Suddenly MacLeod raised his head and looked right at Daley with his pale blue eyes. ‘She’s my daughter, Chief Inspector.’

Daley sat motionless for a few moments. MacLeod held his head in his hands, his fingers kneading his balding head. ‘May I ask how you end up with a daughter in Kinloch? Apart from the obvious answer of course.’

MacLeod raised his gaze. He looked resigned, tired and unhappy. Daley could see that he was on the verge of tears. There was something else here – something he couldn’t fathom. OK, it wouldn’t be nice being in MacLeod’s position having a daughter with such a chaotic lifestyle, however, it was not unusual for the children of police officers to go off the rails. The son of one of his colleagues was doing time for
serious assault, and Brian Scott’s daughter had been involved in drugs when she was barely a teenager. No, there was something else going on here.

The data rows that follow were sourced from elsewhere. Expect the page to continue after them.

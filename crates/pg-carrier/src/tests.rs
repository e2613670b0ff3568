//! Unit tests for pg-carrier.

use pg_core::{CourierId, DepotId, ZoneNum};
use pg_zones::{Zone, ZoneIndex, ZoneTable};

use crate::courier::{CourierRegistry, MarketShares};
use crate::depot::{Depot, DepotIndex};

fn zone(num: u32) -> Zone {
    Zone {
        num: ZoneNum(num),
        x: 0.0,
        y: 0.0,
        households: 10.0,
        employment: 0.0,
        zez: false,
        ucc_zone: None,
    }
}

fn depot(id: u32, courier: &str, zone: u32) -> Depot {
    Depot { id: DepotId(id), courier: courier.to_owned(), zone: ZoneNum(zone), x: 0.0, y: 0.0 }
}

fn two_courier_setup() -> (CourierRegistry, MarketShares) {
    let pairs = vec![("DPD".to_owned(), 0.4), ("DHL".to_owned(), 0.6)];
    let registry = CourierRegistry::new(pairs.iter().map(|(c, _)| c.clone()).collect());
    let shares = MarketShares::new(&pairs, &registry).unwrap();
    (registry, shares)
}

#[cfg(test)]
mod courier {
    use super::*;
    use crate::CarrierError;

    #[test]
    fn registry_sorts_codes() {
        let (registry, shares) = two_courier_setup();
        assert_eq!(registry.code(CourierId(0)), "DHL");
        assert_eq!(registry.code(CourierId(1)), "DPD");
        assert_eq!(shares.share(CourierId(0)), 0.6);
        assert_eq!(shares.share(CourierId(1)), 0.4);
    }

    #[test]
    fn id_of_round_trip() {
        let (registry, _) = two_courier_setup();
        for id in registry.ids() {
            assert_eq!(registry.id_of(registry.code(id)), Some(id));
        }
        assert_eq!(registry.id_of("GLS"), None);
    }

    #[test]
    fn shares_may_sum_below_one() {
        let pairs = vec![("A".to_owned(), 0.3), ("B".to_owned(), 0.3)];
        let registry = CourierRegistry::new(vec!["A".into(), "B".into()]);
        assert!(MarketShares::new(&pairs, &registry).is_ok());
    }

    #[test]
    fn shares_above_one_rejected() {
        let pairs = vec![("A".to_owned(), 0.7), ("B".to_owned(), 0.7)];
        let registry = CourierRegistry::new(vec!["A".into(), "B".into()]);
        assert!(matches!(
            MarketShares::new(&pairs, &registry),
            Err(CarrierError::MalformedShares(_))
        ));
    }

    #[test]
    fn negative_share_rejected() {
        let pairs = vec![("A".to_owned(), -0.1)];
        let registry = CourierRegistry::new(vec!["A".into()]);
        assert!(MarketShares::new(&pairs, &registry).is_err());
    }
}

#[cfg(test)]
mod depot_index {
    use super::*;
    use crate::CarrierError;

    fn index_for(depots: &[Depot]) -> Result<DepotIndex, CarrierError> {
        let (registry, _) = two_courier_setup();
        let zones = ZoneTable::new(vec![zone(101), zone(102), zone(103)]).unwrap();
        let zone_index = ZoneIndex::build(&zones, 0, 0);
        DepotIndex::build(depots, &registry, &zone_index)
    }

    #[test]
    fn groups_by_courier_in_id_order() {
        let idx = index_for(&[
            depot(3, "DHL", 103),
            depot(1, "DHL", 101),
            depot(2, "DPD", 102),
        ])
        .unwrap();

        let dhl: Vec<u32> = idx.depots_of(CourierId(0)).map(|d| d.id.0).collect();
        assert_eq!(dhl, [1, 3]);
        let dpd: Vec<u32> = idx.depots_of(CourierId(1)).map(|d| d.id.0).collect();
        assert_eq!(dpd, [2]);

        // Columns follow global ID-sorted order.
        let cols: Vec<usize> = idx.all().iter().map(|d| d.col).collect();
        assert_eq!(cols, [0, 1, 2]);
        assert_eq!(idx.all()[0].id, DepotId(1));
    }

    #[test]
    fn courier_without_depots_is_fatal() {
        let err = index_for(&[depot(1, "DHL", 101)]).unwrap_err();
        assert!(matches!(err, CarrierError::NoDepots(ref c) if c == "DPD"));
        assert!(err.to_string().contains("configuration error"));
    }

    #[test]
    fn unknown_courier_rejected() {
        let err = index_for(&[
            depot(1, "DHL", 101),
            depot(2, "DPD", 102),
            depot(3, "GLS", 103),
        ])
        .unwrap_err();
        assert!(matches!(err, CarrierError::UnknownCourier { depot: DepotId(3), .. }));
    }

    #[test]
    fn depot_in_unknown_zone_rejected() {
        let err = index_for(&[depot(1, "DHL", 999), depot(2, "DPD", 102)]).unwrap_err();
        assert!(matches!(
            err,
            CarrierError::DepotInUnknownZone { depot: DepotId(1), zone: ZoneNum(999) }
        ));
    }

    #[test]
    fn duplicate_depot_rejected() {
        let err = index_for(&[depot(1, "DHL", 101), depot(1, "DPD", 102)]).unwrap_err();
        assert!(matches!(err, CarrierError::DuplicateDepot(DepotId(1))));
    }
}

#[cfg(test)]
mod segments {
    use crate::segments::{ConsolidationTable, VehicleShares, FUELS_PER_VEHICLE, SEGMENT_COUNT};
    use crate::CarrierError;
    use pg_core::{SegmentId, UccVehicle};

    /// A raw grid where segment `s` puts all share mass on bucket `s % 7`.
    fn raw_grid() -> Vec<Vec<f64>> {
        let cols = UccVehicle::COUNT * FUELS_PER_VEHICLE + 1;
        (0..SEGMENT_COUNT + 1)
            .map(|s| {
                let mut row = vec![0.0; cols];
                row[(s % UccVehicle::COUNT) * FUELS_PER_VEHICLE] = 2.0;
                row
            })
            .collect()
    }

    #[test]
    fn consolidation_probability_lookup() {
        let t = ConsolidationTable::new(vec![0.0, 0.1, 0.2, 0.3, 0.4, 0.5, 0.95]).unwrap();
        assert_eq!(t.probability(SegmentId::PARCELS).unwrap(), 0.95);
        assert!(matches!(
            t.probability(SegmentId(9)),
            Err(CarrierError::UnknownSegment(SegmentId(9)))
        ));
    }

    #[test]
    fn consolidation_probability_out_of_range_rejected() {
        assert!(ConsolidationTable::new(vec![0.0; 6]).is_err()); // too short
        assert!(ConsolidationTable::new(vec![0.0, 0.1, 0.2, 0.3, 0.4, 0.5, 1.5]).is_err());
    }

    #[test]
    fn collapse_drops_trailing_row_and_column() {
        let shares = VehicleShares::from_raw(&raw_grid()).unwrap();
        // Only SEGMENT_COUNT rows survive.
        assert!(shares.cumulative(SegmentId(SEGMENT_COUNT as u8)).is_err());
        // Segment 0's mass is entirely in bucket 0.
        let cum = shares.cumulative(SegmentId(0)).unwrap();
        assert_eq!(cum[0], 1.0);
    }

    #[test]
    fn cumulative_reaches_one_for_every_segment() {
        let shares = VehicleShares::from_raw(&raw_grid()).unwrap();
        for s in 0..SEGMENT_COUNT as u8 {
            let cum = shares.cumulative(SegmentId(s)).unwrap();
            assert!(
                (cum[UccVehicle::COUNT - 1] - 1.0).abs() < VehicleShares::CUM_TOLERANCE,
                "segment {s} cumulative ends at {}",
                cum[UccVehicle::COUNT - 1]
            );
        }
    }

    #[test]
    fn fuel_columns_collapse_into_buckets() {
        let cols = UccVehicle::COUNT * FUELS_PER_VEHICLE + 1;
        let mut raw = vec![vec![0.0; cols]; SEGMENT_COUNT + 1];
        // Segment 6: half the mass spread over van fuel cells, half on truck.
        for f in 0..FUELS_PER_VEHICLE {
            raw[6][2 * FUELS_PER_VEHICLE + f] = 0.1; // van
        }
        raw[6][3 * FUELS_PER_VEHICLE] = 0.5; // truck
        // Other rows need nonzero mass to pass validation.
        for (s, row) in raw.iter_mut().enumerate() {
            if s != 6 {
                row[0] = 1.0;
            }
        }

        let shares = VehicleShares::from_raw(&raw).unwrap();
        let cum = shares.cumulative(SegmentId::PARCELS).unwrap();
        assert!((cum[2] - 0.5).abs() < 1e-12); // LEVV+moped+van = 0.5
        assert!((cum[3] - 1.0).abs() < 1e-12); // + truck = 1.0

        assert_eq!(shares.sample(SegmentId::PARCELS, 0.25).unwrap(), UccVehicle::Van);
        assert_eq!(shares.sample(SegmentId::PARCELS, 0.75).unwrap(), UccVehicle::Truck);
    }

    #[test]
    fn sample_never_defaults_past_the_distribution() {
        let shares = VehicleShares::from_raw(&raw_grid()).unwrap();
        // A draw at or above the final cumulative value must surface an error.
        let err = shares.sample(SegmentId(0), 1.0).unwrap_err();
        assert!(matches!(err, CarrierError::NoBucketSelected { segment: SegmentId(0), .. }));
        assert!(err.to_string().contains("sampling error"));
    }

    #[test]
    fn zero_mass_segment_rejected() {
        let mut raw = raw_grid();
        for cell in raw[3].iter_mut() {
            *cell = 0.0;
        }
        assert!(matches!(
            VehicleShares::from_raw(&raw),
            Err(CarrierError::MalformedSegmentTable(_))
        ));
    }
}

#[cfg(test)]
mod loader {
    use std::io::Cursor;

    use crate::loader::{load_depots_reader, load_shares_reader};
    use pg_core::{CourierId, DepotId};

    #[test]
    fn loads_depot_table() {
        let csv = "id,courier,zone,x,y\n2,DPD,102,1.0,2.0\n1,DHL,101,3.0,4.0\n";
        let depots = load_depots_reader(Cursor::new(csv)).unwrap();
        assert_eq!(depots.len(), 2);
        assert_eq!(depots[0].id, DepotId(2));
        assert_eq!(depots[1].courier, "DHL");
    }

    #[test]
    fn loads_shares_with_sorted_registry() {
        let csv = "courier,share\nDPD,0.4\nDHL,0.6\n";
        let (registry, shares) = load_shares_reader(Cursor::new(csv)).unwrap();
        assert_eq!(registry.code(CourierId(0)), "DHL");
        assert_eq!(shares.share(CourierId(0)), 0.6);
    }

    #[test]
    fn malformed_share_row_is_parse_error() {
        let csv = "courier,share\nDHL,lots\n";
        assert!(load_shares_reader(Cursor::new(csv)).is_err());
    }
}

‘I can see your mind working. I know you’re a clever detective, Daley, so I don’t intend to try and lie to you in any way.’ MacLeod’s accent was stronger still, a sign that he was under pressure. The same thing happened to Donald when he was stressed; the affected Kelvinside drawl soon took on the guttural twang of Glasgow’s East End.

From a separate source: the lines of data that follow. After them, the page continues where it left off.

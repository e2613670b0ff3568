use pg_carrier::CarrierError;
use pg_core::{CoreError, ZoneNum};
use pg_skim::SkimError;
use pg_zones::ZoneError;
use thiserror::Error;

#[derive(Debug, Error)]
pub enum GenError {
    /// Missing or contradictory run configuration detected by the pipeline
    /// itself (e.g. the UCC scenario without its policy tables).
    #[error("configuration error: {0}")]
    Configuration(String),

    /// A courier's depot list was empty at assignment time.  The depot index
    /// rejects this at build time already; this is the defensive backstop.
    #[error("no depot available for courier {courier} serving zone {zone}")]
    NoDepotAvailable { courier: String, zone: ZoneNum },

    /// A ZEZ-flagged destination without a configured UCC substitute zone.
    #[error("configuration error: zone {0} is flagged ZEZ but has no UCC zone")]
    MissingUccZone(ZoneNum),

    /// No depot assignment exists for a (zone, courier) pair that should
    /// have one.  Internal invariant violation.
    #[error("no depot assignment for courier {courier} in zone {zone}")]
    MissingAssignment { courier: String, zone: ZoneNum },

    #[error(transparent)]
    Core(#[from] CoreError),

    #[error(transparent)]
    Zone(#[from] ZoneError),

    #[error(transparent)]
    Skim(#[from] SkimError),

    #[error(transparent)]
    Carrier(#[from] CarrierError),

    #[error("I/O error: {0}")]
    Io(#[from] std::io::Error),
}

pub type GenResult<T> = Result<T, GenError>;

‘I can see that something’s troubling you, Inspector MacLeod, and if it’s of a personal nature then I feel for you, and I’ll do my level best to help you, as I would any colleague, but if, in any way, what you’re clearly holding back affects this investigation, I demand that you tell me immediately what impact it is having, or is going to have. I realise you’ll have loyalties to your daughter, but this is a murder inquiry and Janet is the best friend of the victim. For all I know she may herself be in danger.’

‘Do you think I don’t know that?’ MacLeod shouted. ‘I do have some police experience myself, no matter what
you
think of me.’

‘I promise you I’ll do all I can to keep your name out of this, and that includes informing my superior – on my word, no matter what
you
think of
me
.’ Daley’s voice was calm. Whatever it was that MacLeod had to tell him, he needed to find out as soon as possible.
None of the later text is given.